## Task instructions
Starting at the top of the data and ending with the line that holds "use std::str::FromStr;", transcribe each line exactly; include both ends.

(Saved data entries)

+===+

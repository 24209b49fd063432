//! Configuration loader
//!
//! Environment variables win; when the required ones are missing the loader
//! falls back to the first config file it can find.
//!
//! ## Environment Variables
//! Required:
//! - `POLICYDESK_DB_PATH`: local database file
//! - `POLICYDESK_REMOTE_URL`: remote backend base URL
//!
//! Optional (defaults from `policydesk_domain::constants`):
//! - `POLICYDESK_DB_POOL_SIZE`
//! - `POLICYDESK_REMOTE_API_KEY`
//! - `POLICYDESK_REMOTE_TIMEOUT_MS`
//! - `POLICYDESK_SYNC_ENABLED` (`1`/`true`/`yes`/`on`)
//! - `POLICYDESK_SYNC_INTERVAL` (seconds)
//! - `POLICYDESK_QUEUE_MAX_ATTEMPTS` (`0` disables the attempt limit)
//! - `POLICYDESK_QUEUE_MAX_AGE_HOURS`
//!
//! ## File Locations
//! `config.{json,toml}` then `policydesk.{json,toml}`, looked up in the
//! working directory, its two parents and next to the executable. The API key
//! is usually kept out of the file; `POLICYDESK_REMOTE_API_KEY` fills it in.

use std::path::{Path, PathBuf};
use std::str::FromStr;

use policydesk_domain::{Config, DatabaseConfig, PolicyDeskError, QueueConfig, RemoteConfig, Result, SyncConfig};

const ENV_DB_PATH: &str = "POLICYDESK_DB_PATH";
const ENV_DB_POOL_SIZE: &str = "POLICYDESK_DB_POOL_SIZE";
const ENV_REMOTE_URL: &str = "POLICYDESK_REMOTE_URL";
const ENV_REMOTE_API_KEY: &str = "POLICYDESK_REMOTE_API_KEY";
const ENV_REMOTE_TIMEOUT_MS: &str = "POLICYDESK_REMOTE_TIMEOUT_MS";
const ENV_SYNC_ENABLED: &str = "POLICYDESK_SYNC_ENABLED";
const ENV_SYNC_INTERVAL: &str = "POLICYDESK_SYNC_INTERVAL";
const ENV_QUEUE_MAX_ATTEMPTS: &str = "POLICYDESK_QUEUE_MAX_ATTEMPTS";
const ENV_QUEUE_MAX_AGE_HOURS: &str = "POLICYDESK_QUEUE_MAX_AGE_HOURS";

const FILE_STEMS: [&str; 2] = ["config", "policydesk"];
const FILE_EXTENSIONS: [&str; 2] = ["json", "toml"];

/// Load configuration, environment first, then file.
///
/// # Errors
/// Returns `PolicyDeskError::Config` when neither source yields a valid
/// configuration.
pub fn load() -> Result<Config> {
    let config = match load_from_env() {
        Ok(config) => {
            tracing::info!("configuration loaded from environment variables");
            config
        }
        Err(err) => {
            tracing::debug!(error = %err, "environment incomplete, trying config file");
            let mut config = load_from_file(None)?;
            if config.remote.api_key.is_none() {
                config.remote.api_key = non_empty_env(ENV_REMOTE_API_KEY);
            }
            config
        }
    };

    validate(&config)?;
    Ok(config)
}

/// Load configuration from `POLICYDESK_*` environment variables.
pub fn load_from_env() -> Result<Config> {
    let database = DatabaseConfig {
        path: env_var(ENV_DB_PATH)?,
        pool_size: env_parse(ENV_DB_POOL_SIZE)?.unwrap_or(DatabaseConfig::default().pool_size),
    };

    let remote_defaults = RemoteConfig::default();
    let remote = RemoteConfig {
        base_url: env_var(ENV_REMOTE_URL)?,
        api_key: non_empty_env(ENV_REMOTE_API_KEY),
        schema: remote_defaults.schema,
        timeout_ms: env_parse(ENV_REMOTE_TIMEOUT_MS)?.unwrap_or(remote_defaults.timeout_ms),
    };

    let sync_defaults = SyncConfig::default();
    let sync = SyncConfig {
        enabled: env_bool(ENV_SYNC_ENABLED, sync_defaults.enabled),
        interval_seconds: env_parse(ENV_SYNC_INTERVAL)?.unwrap_or(sync_defaults.interval_seconds),
        ..sync_defaults
    };

    let queue_defaults = QueueConfig::default();
    let queue = QueueConfig {
        max_attempts: env_parse(ENV_QUEUE_MAX_ATTEMPTS)?.unwrap_or(queue_defaults.max_attempts),
        max_age_hours: env_parse(ENV_QUEUE_MAX_AGE_HOURS)?.unwrap_or(queue_defaults.max_age_hours),
    };

    Ok(Config { database, remote, sync, queue })
}

/// Load configuration from a file, probing the standard locations when
/// `path` is `None`. The format follows the extension (`.json` / `.toml`).
pub fn load_from_file(path: Option<PathBuf>) -> Result<Config> {
    let config_path = match path {
        Some(p) if p.exists() => p,
        Some(p) => {
            return Err(PolicyDeskError::Config(format!("config file not found: {}", p.display())))
        }
        None => probe_config_paths().ok_or_else(|| {
            PolicyDeskError::Config("no config file found in any standard location".to_string())
        })?,
    };

    tracing::info!(path = %config_path.display(), "loading configuration from file");

    let contents = std::fs::read_to_string(&config_path)
        .map_err(|e| PolicyDeskError::Config(format!("failed to read config file: {e}")))?;

    parse_config(&contents, &config_path)
}

fn parse_config(contents: &str, path: &Path) -> Result<Config> {
    let extension = path.extension().and_then(|e| e.to_str()).unwrap_or("json");

    match extension {
        "toml" => toml::from_str(contents)
            .map_err(|e| PolicyDeskError::Config(format!("invalid TOML config: {e}"))),
        "json" => serde_json::from_str(contents)
            .map_err(|e| PolicyDeskError::Config(format!("invalid JSON config: {e}"))),
        other => Err(PolicyDeskError::Config(format!("unsupported config format: {other}"))),
    }
}

/// Reject values that would make the runtime misbehave rather than fail.
pub fn validate(config: &Config) -> Result<()> {
    if config.database.path.trim().is_empty() {
        return Err(PolicyDeskError::Config("database.path must not be empty".into()));
    }
    if config.database.pool_size == 0 {
        return Err(PolicyDeskError::Config("database.pool_size must be at least 1".into()));
    }
    if config.remote.base_url.trim().is_empty() {
        return Err(PolicyDeskError::Config("remote.base_url must not be empty".into()));
    }
    if config.remote.timeout_ms == 0 {
        return Err(PolicyDeskError::Config("remote.timeout_ms must be positive".into()));
    }
    if config.sync.enabled && config.sync.interval_seconds == 0 {
        return Err(PolicyDeskError::Config("sync.interval_seconds must be positive".into()));
    }
    Ok(())
}

/// First existing config file among the standard locations.
pub fn probe_config_paths() -> Option<PathBuf> {
    let mut roots = Vec::new();

    if let Ok(cwd) = std::env::current_dir() {
        roots.extend(cwd.ancestors().take(3).map(Path::to_path_buf));
    }

    if let Some(exe_dir) = std::env::current_exe().ok().and_then(|exe| exe.parent().map(Path::to_path_buf)) {
        roots.push(exe_dir);
    }

    roots
        .iter()
        .flat_map(|root| {
            FILE_STEMS.iter().flat_map(move |stem| {
                FILE_EXTENSIONS.iter().map(move |ext| root.join(format!("{stem}.{ext}")))
            })
        })
        .find(|path| path.exists())
}

fn env_var(key: &str) -> Result<String> {
    std::env::var(key)
        .map_err(|_| PolicyDeskError::Config(format!("missing required environment variable: {key}")))
}

fn non_empty_env(key: &str) -> Option<String> {
    std::env::var(key).ok().filter(|value| !value.trim().is_empty())
}

/// Parse an optional variable; set-but-invalid is an error.
fn env_parse<T>(key: &str) -> Result<Option<T>>
where
    T: FromStr,
    T::Err: std::fmt::Display,
{
    match non_empty_env(key) {
        None => Ok(None),
        Some(raw) => raw
            .trim()
            .parse::<T>()
            .map(Some)
            .map_err(|e| PolicyDeskError::Config(format!("invalid value for {key}: {e}"))),
    }
}

/// Accepts `1`/`0`, `true`/`false`, `yes`/`no`, `on`/`off` (case-insensitive).
fn env_bool(key: &str, default: bool) -> bool {
    std::env::var(key)
        .ok()
        .map(|s| matches!(s.trim().to_ascii_lowercase().as_str(), "1" | "true" | "yes" | "on"))
        .unwrap_or(default)
}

+===+

## Response area
repository 24209b49fd063432
//! Configuration loader
//!
//! Environment variables win; when the required ones are missing the loader
//! falls back to the first config file it can find.
//!
//! ## Environment Variables
//! Required:
//! - `POLICYDESK_DB_PATH`: local database file
//! - `POLICYDESK_REMOTE_URL`: remote backend base URL
//!
//! Optional (defaults from `policydesk_domain::constants`):
//! - `POLICYDESK_DB_POOL_SIZE`
//! - `POLICYDESK_REMOTE_API_KEY`
//! - `POLICYDESK_REMOTE_TIMEOUT_MS`
//! - `POLICYDESK_SYNC_ENABLED` (`1`/`true`/`yes`/`on`)
//! - `POLICYDESK_SYNC_INTERVAL` (seconds)
//! - `POLICYDESK_QUEUE_MAX_ATTEMPTS` (`0` disables the attempt limit)
//! - `POLICYDESK_QUEUE_MAX_AGE_HOURS`
//!
//! ## File Locations
//! `config.{json,toml}` then `policydesk.{json,toml}`, looked up in the
//! working directory, its two parents and next to the executable. The API key
//! is usually kept out of the file; `POLICYDESK_REMOTE_API_KEY` fills it in.

use std::path::{Path, PathBuf};
use std::str::FromStr;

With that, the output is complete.